Disomy 163 mail
I think you meant to ask about "Trisomy 16" rather than "Disomy 163".
Trisomy 16 is a type of chromosomal abnormality where a person has three copies of chromosome 16 instead of the usual two. This occurs when there is an error during cell division, resulting in an extra copy of chromosome 16.
Trisomy 16 is the most common chromosomal abnormality in humans, occurring in about 1 in every 200 conceptions. However, most cases of trisomy 16 do not survive to birth due to the severity of the condition.

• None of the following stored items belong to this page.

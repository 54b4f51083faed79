pub mod auth;
pub mod config;
pub mod database;
pub mod error;
pub mod handlers;
pub mod middleware;
pub mod workflow;
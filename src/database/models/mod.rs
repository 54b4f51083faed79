pub mod asset;
pub mod assignment;
pub mod report;
pub mod user;

pub use asset::{Asset, AssetStatus};
pub use assignment::{Assignment, AssignmentStatus};
pub use report::{PaymentReport, ReportStatus, VisitReport};
pub use user::User;
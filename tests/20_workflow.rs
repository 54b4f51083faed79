//! End-to-end workflow coverage against a live server and database.
//! Requires DATABASE_URL pointing at a database with migrations applied,
//! same as the server itself.

mod common;

use anyhow::{Context, Result};
use serde_json::{json, Value};
use sqlx::Row;
use uuid::Uuid;

use tagihan_api::auth::hash_password;
use tagihan_api::database::manager::DatabaseManager;

const TEST_PASSWORD: &str = "rahasia-123";

/// All tests in this binary share one runtime. The database pool behind
/// `DatabaseManager::pool()` is a process-wide static, so it must outlive any
/// single test; per-test runtimes would tear down the pool's I/O driver when
/// the first test finishes and strand the rest.
fn rt() -> &'static tokio::runtime::Runtime {
    static RT: std::sync::OnceLock<tokio::runtime::Runtime> = std::sync::OnceLock::new();
    RT.get_or_init(|| tokio::runtime::Runtime::new().expect("failed to build test runtime"))
}

async fn seed_user(role: &str) -> Result<(Uuid, String)> {
    let _ = dotenvy::dotenv();
    let pool = DatabaseManager::pool().await?;
    let username = format!("{}-{}", role.to_lowercase(), Uuid::new_v4());
    let digest = hash_password(TEST_PASSWORD, "testsalt");
    let row = sqlx::query(
        "INSERT INTO users (username, name, password_digest, role) VALUES ($1, $2, $3, $4) RETURNING id",
    )
    .bind(&username)
    .bind("Test User")
    .bind(&digest)
    .bind(role)
    .fetch_one(pool)
    .await?;
    Ok((row.get("id"), username))
}

async fn seed_asset() -> Result<Uuid> {
    let _ = dotenvy::dotenv();
    let pool = DatabaseManager::pool().await?;
    let row = sqlx::query("INSERT INTO assets (loan_id, debtor_name) VALUES ($1, $2) RETURNING id")
        .bind(format!("LN-{}", Uuid::new_v4()))
        .bind("Debitur Test")
        .fetch_one(pool)
        .await?;
    Ok(row.get("id"))
}

async fn login(base_url: &str, username: &str) -> Result<String> {
    let client = reqwest::Client::new();
    let resp = client
        .post(format!("{}/auth/login", base_url))
        .json(&json!({ "username": username, "password": TEST_PASSWORD }))
        .send()
        .await?;
    anyhow::ensure!(resp.status() == 200, "login failed for {}", username);
    let body: Value = resp.json().await?;
    body["data"]["token"]
        .as_str()
        .map(String::from)
        .context("missing token")
}

async fn submit_visit(
    base_url: &str,
    token: &str,
    asset_id: Uuid,
    notes: &str,
) -> Result<(reqwest::StatusCode, Value)> {
    let client = reqwest::Client::new();
    let resp = client
        .post(format!("{}/api/reports/visit", base_url))
        .bearer_auth(token)
        .json(&json!({ "assetId": asset_id, "outcome": "VISITED", "notes": notes }))
        .send()
        .await?;
    let status = resp.status();
    Ok((status, resp.json().await?))
}

async fn decide_visit(
    base_url: &str,
    token: &str,
    report_id: &str,
    body: Value,
) -> Result<(reqwest::StatusCode, Value)> {
    let client = reqwest::Client::new();
    let resp = client
        .patch(format!("{}/api/reports/visit/{}", base_url, report_id))
        .bearer_auth(token)
        .json(&body)
        .send()
        .await?;
    let status = resp.status();
    Ok((status, resp.json().await?))
}

async fn get_asset(base_url: &str, token: &str, asset_id: Uuid) -> Result<Value> {
    let client = reqwest::Client::new();
    let resp = client
        .get(format!("{}/api/assets/{}", base_url, asset_id))
        .bearer_auth(token)
        .send()
        .await?;
    Ok(resp.json().await?)
}

#[test]
fn approved_commitment_visit_flips_asset_and_decision_is_final() -> Result<()> {
    rt().block_on(async {
        let server = common::ensure_server().await?;
        let (_, admin) = seed_user("ADMIN").await?;
        let (_, collector) = seed_user("COLLECTOR").await?;
        let asset_id = seed_asset().await?;

        let collector_token = login(&server.base_url, &collector).await?;
        let admin_token = login(&server.base_url, &admin).await?;

        // Legacy notes marker, no structured commitmentDate field
        let (status, body) = submit_visit(
            &server.base_url,
            &collector_token,
            asset_id,
            "Bertemu debitur. Komitmen: 2026-02-01",
        )
        .await?;
        assert_eq!(status, 201);
        assert_eq!(body["data"]["status_validation"], "PENDING");
        assert_eq!(body["data"]["commitment_date"], "2026-02-01");
        let report_id = body["data"]["id"].as_str().unwrap().to_string();

        // Submission alone must not move the asset
        let asset = get_asset(&server.base_url, &admin_token, asset_id).await?;
        assert_eq!(asset["data"]["status"], "NORMAL");

        let (status, body) = decide_visit(
            &server.base_url,
            &admin_token,
            &report_id,
            json!({ "status": "APPROVED" }),
        )
        .await?;
        assert_eq!(status, 200);
        assert_eq!(body["data"]["status_validation"], "APPROVED");

        let asset = get_asset(&server.base_url, &admin_token, asset_id).await?;
        assert_eq!(asset["data"]["status"], "JANJI_BAYAR");

        // A decided report is final: neither re-approval nor rejection may win
        for decision in ["APPROVED", "REJECTED"] {
            let (status, body) = decide_visit(
                &server.base_url,
                &admin_token,
                &report_id,
                json!({ "status": decision }),
            )
            .await?;
            assert_eq!(status, 409, "expected conflict for {}", decision);
            assert_eq!(body["code"], "CONFLICT");
        }
        Ok(())
    })
}

#[test]
fn approving_a_plain_visit_leaves_asset_unchanged() -> Result<()> {
    rt().block_on(async {
        let server = common::ensure_server().await?;
        let (_, admin) = seed_user("MANAGER").await?;
        let (_, collector) = seed_user("COLLECTOR").await?;
        let asset_id = seed_asset().await?;

        let collector_token = login(&server.base_url, &collector).await?;
        let admin_token = login(&server.base_url, &admin).await?;

        let (status, body) = submit_visit(
            &server.base_url,
            &collector_token,
            asset_id,
            "Tidak ada di rumah",
        )
        .await?;
        assert_eq!(status, 201);
        assert!(body["data"]["commitment_date"].is_null());
        let report_id = body["data"]["id"].as_str().unwrap().to_string();

        let (status, _) = decide_visit(
            &server.base_url,
            &admin_token,
            &report_id,
            json!({ "status": "APPROVED" }),
        )
        .await?;
        assert_eq!(status, 200);

        let asset = get_asset(&server.base_url, &admin_token, asset_id).await?;
        assert_eq!(asset["data"]["status"], "NORMAL");
        Ok(())
    })
}

#[test]
fn rejection_overwrites_notes_and_never_mutates_asset() -> Result<()> {
    rt().block_on(async {
        let server = common::ensure_server().await?;
        let (_, admin) = seed_user("ADMIN").await?;
        let (_, collector) = seed_user("COLLECTOR").await?;
        let asset_id = seed_asset().await?;

        let collector_token = login(&server.base_url, &collector).await?;
        let admin_token = login(&server.base_url, &admin).await?;

        let (_, body) = submit_visit(
            &server.base_url,
            &collector_token,
            asset_id,
            "Komitmen: 2026-02-01",
        )
        .await?;
        let report_id = body["data"]["id"].as_str().unwrap().to_string();

        let (status, body) = decide_visit(
            &server.base_url,
            &admin_token,
            &report_id,
            json!({ "status": "REJECTED", "rejectionReason": "foto bukti tidak jelas" }),
        )
        .await?;
        assert_eq!(status, 200);
        assert_eq!(body["data"]["status_validation"], "REJECTED");
        assert_eq!(body["data"]["notes"], "foto bukti tidak jelas");

        // Rejection must not advance the asset, commitment marker or not
        let asset = get_asset(&server.base_url, &admin_token, asset_id).await?;
        assert_eq!(asset["data"]["status"], "NORMAL");

        // And the rejected report can never be approved afterwards
        let (status, _) = decide_visit(
            &server.base_url,
            &admin_token,
            &report_id,
            json!({ "status": "APPROVED" }),
        )
        .await?;
        assert_eq!(status, 409);
        Ok(())
    })
}

#[test]
fn collectors_cannot_validate_reports() -> Result<()> {
    rt().block_on(async {
        let server = common::ensure_server().await?;
        let (_, collector) = seed_user("COLLECTOR").await?;
        let asset_id = seed_asset().await?;

        let collector_token = login(&server.base_url, &collector).await?;
        let (_, body) =
            submit_visit(&server.base_url, &collector_token, asset_id, "VISITED").await?;
        let report_id = body["data"]["id"].as_str().unwrap().to_string();

        let (status, body) = decide_visit(
            &server.base_url,
            &collector_token,
            &report_id,
            json!({ "status": "APPROVED" }),
        )
        .await?;
        assert_eq!(status, 403);
        assert_eq!(body["code"], "FORBIDDEN");
        Ok(())
    })
}

#[test]
fn bulk_assignment_skips_existing_active_pairs() -> Result<()> {
    rt().block_on(async {
        let server = common::ensure_server().await?;
        let (_, admin) = seed_user("ADMIN").await?;
        let (collector_id, _) = seed_user("COLLECTOR").await?;
        let a1 = seed_asset().await?;
        let a2 = seed_asset().await?;
        let a3 = seed_asset().await?;

        let admin_token = login(&server.base_url, &admin).await?;
        let client = reqwest::Client::new();

        // Pre-existing active assignment for A1
        let resp = client
            .post(format!("{}/api/assignments/bulk", server.base_url))
            .bearer_auth(&admin_token)
            .json(&json!({ "collectorId": collector_id, "assetIds": [a1] }))
            .send()
            .await?;
        assert_eq!(resp.status(), 200);

        let resp = client
            .post(format!("{}/api/assignments/bulk", server.base_url))
            .bearer_auth(&admin_token)
            .json(&json!({ "collectorId": collector_id, "assetIds": [a1, a2, a3] }))
            .send()
            .await?;
        assert_eq!(resp.status(), 200);

        let body: Value = resp.json().await?;
        assert_eq!(body["data"]["created"].as_array().unwrap().len(), 2);
        assert_eq!(body["data"]["skipped"], json!([a1]));
        assert_eq!(body["data"]["errors"].as_array().unwrap().len(), 0);
        Ok(())
    })
}

#[test]
fn approved_payments_show_up_in_monthly_collected() -> Result<()> {
    rt().block_on(async {
        let server = common::ensure_server().await?;
        let (_, admin) = seed_user("ADMIN").await?;
        let (_, collector) = seed_user("COLLECTOR").await?;
        let asset_id = seed_asset().await?;

        let collector_token = login(&server.base_url, &collector).await?;
        let admin_token = login(&server.base_url, &admin).await?;
        let client = reqwest::Client::new();

        let resp = client
            .post(format!("{}/api/reports/payment", server.base_url))
            .bearer_auth(&collector_token)
            .json(&json!({ "assetId": asset_id, "amount": 150000, "paymentMethod": "TRANSFER" }))
            .send()
            .await?;
        assert_eq!(resp.status(), 201);
        let body: Value = resp.json().await?;
        let report_id = body["data"]["id"].as_str().unwrap().to_string();

        // Pending payments are not counted yet
        let resp = client
            .get(format!("{}/api/collector/dashboard", server.base_url))
            .bearer_auth(&collector_token)
            .send()
            .await?;
        let body: Value = resp.json().await?;
        let collected: f64 = body["data"]["monthly_collected"]
            .as_str()
            .unwrap()
            .parse()?;
        assert_eq!(collected, 0.0);

        let resp = client
            .patch(format!(
                "{}/api/reports/payment/{}",
                server.base_url, report_id
            ))
            .bearer_auth(&admin_token)
            .json(&json!({ "status": "APPROVED" }))
            .send()
            .await?;
        assert_eq!(resp.status(), 200);

        let resp = client
            .get(format!("{}/api/collector/dashboard", server.base_url))
            .bearer_auth(&collector_token)
            .send()
            .await?;
        let body: Value = resp.json().await?;
        let collected: f64 = body["data"]["monthly_collected"]
            .as_str()
            .unwrap()
            .parse()?;
        assert_eq!(collected, 150000.0);
        assert_eq!(body["data"]["visits_today"], 0);
        Ok(())
    })
}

The symptoms of trisomy 16 can vary widely, but may include:
- Severe growth restriction
- Heart defects
- Kidney abnormalities
- Brain and spinal cord abnormalities
- Respiratory problems
- Increased risk of miscarriage or stillbirth
In some cases, trisomy 16 may not be diagnosed until after birth, and the child may have a range of physical and developmental disabilities. In other cases, the condition may be diagnosed prenatally through amniocentesis or chorionic villus sampling (CVS).
There is no cure for trisomy 16, and the condition is usually fatal in infancy or early childhood. However, some individuals with trisomy 16 may survive into childhood or even adulthood, although they often require ongoing medical care and support.
If you have any further questions or concerns about trisomy 16, please feel free to ask!